## Activity
The lines to copy are those holding the string "Comment" in the entries below.

START Exercise material

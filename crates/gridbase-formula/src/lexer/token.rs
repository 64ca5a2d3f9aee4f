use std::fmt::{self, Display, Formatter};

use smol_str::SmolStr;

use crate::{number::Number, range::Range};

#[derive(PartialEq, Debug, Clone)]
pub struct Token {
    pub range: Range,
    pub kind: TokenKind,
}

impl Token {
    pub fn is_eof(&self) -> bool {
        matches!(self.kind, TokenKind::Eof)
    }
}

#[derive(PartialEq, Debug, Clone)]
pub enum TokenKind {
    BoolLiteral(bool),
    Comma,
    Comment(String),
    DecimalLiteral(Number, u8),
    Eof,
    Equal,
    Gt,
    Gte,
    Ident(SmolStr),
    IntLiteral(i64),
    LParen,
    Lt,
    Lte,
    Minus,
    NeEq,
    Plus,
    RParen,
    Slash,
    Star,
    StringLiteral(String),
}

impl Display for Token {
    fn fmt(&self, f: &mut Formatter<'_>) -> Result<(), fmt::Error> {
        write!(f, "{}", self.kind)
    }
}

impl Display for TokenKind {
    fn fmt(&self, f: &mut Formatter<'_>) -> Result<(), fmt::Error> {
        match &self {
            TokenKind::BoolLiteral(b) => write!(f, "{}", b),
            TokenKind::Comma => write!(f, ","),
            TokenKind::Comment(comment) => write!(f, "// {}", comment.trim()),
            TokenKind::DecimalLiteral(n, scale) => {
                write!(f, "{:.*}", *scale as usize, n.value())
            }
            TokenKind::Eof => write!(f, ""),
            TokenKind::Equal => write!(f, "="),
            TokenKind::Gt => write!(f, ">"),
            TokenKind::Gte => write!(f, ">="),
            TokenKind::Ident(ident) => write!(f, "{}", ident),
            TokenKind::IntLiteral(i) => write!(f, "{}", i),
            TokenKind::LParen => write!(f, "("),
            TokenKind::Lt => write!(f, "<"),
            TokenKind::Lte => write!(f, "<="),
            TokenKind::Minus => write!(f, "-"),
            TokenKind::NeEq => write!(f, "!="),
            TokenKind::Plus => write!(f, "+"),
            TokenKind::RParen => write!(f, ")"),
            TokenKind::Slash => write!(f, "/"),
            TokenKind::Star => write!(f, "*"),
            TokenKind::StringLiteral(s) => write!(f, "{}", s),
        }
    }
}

END Exercise material
START Exercise material

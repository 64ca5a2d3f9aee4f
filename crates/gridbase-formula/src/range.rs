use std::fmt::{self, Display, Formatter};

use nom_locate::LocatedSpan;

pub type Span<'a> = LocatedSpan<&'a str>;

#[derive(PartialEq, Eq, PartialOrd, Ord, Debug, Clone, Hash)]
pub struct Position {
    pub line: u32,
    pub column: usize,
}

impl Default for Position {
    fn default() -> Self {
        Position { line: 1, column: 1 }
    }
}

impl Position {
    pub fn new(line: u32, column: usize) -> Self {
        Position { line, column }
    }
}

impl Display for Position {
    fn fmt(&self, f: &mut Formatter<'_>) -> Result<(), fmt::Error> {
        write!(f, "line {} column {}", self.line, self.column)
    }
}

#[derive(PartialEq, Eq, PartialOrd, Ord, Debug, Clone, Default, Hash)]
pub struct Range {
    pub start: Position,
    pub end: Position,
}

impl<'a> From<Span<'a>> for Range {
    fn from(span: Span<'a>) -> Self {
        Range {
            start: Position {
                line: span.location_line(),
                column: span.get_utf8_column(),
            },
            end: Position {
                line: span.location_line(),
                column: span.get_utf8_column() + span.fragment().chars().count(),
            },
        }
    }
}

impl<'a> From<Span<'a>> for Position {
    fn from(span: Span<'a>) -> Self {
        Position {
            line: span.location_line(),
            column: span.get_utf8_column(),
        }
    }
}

END Exercise material

## Task solution
    Comment(String),
            TokenKind::Comment(comment) => write!(f, "// {}", comment.trim()),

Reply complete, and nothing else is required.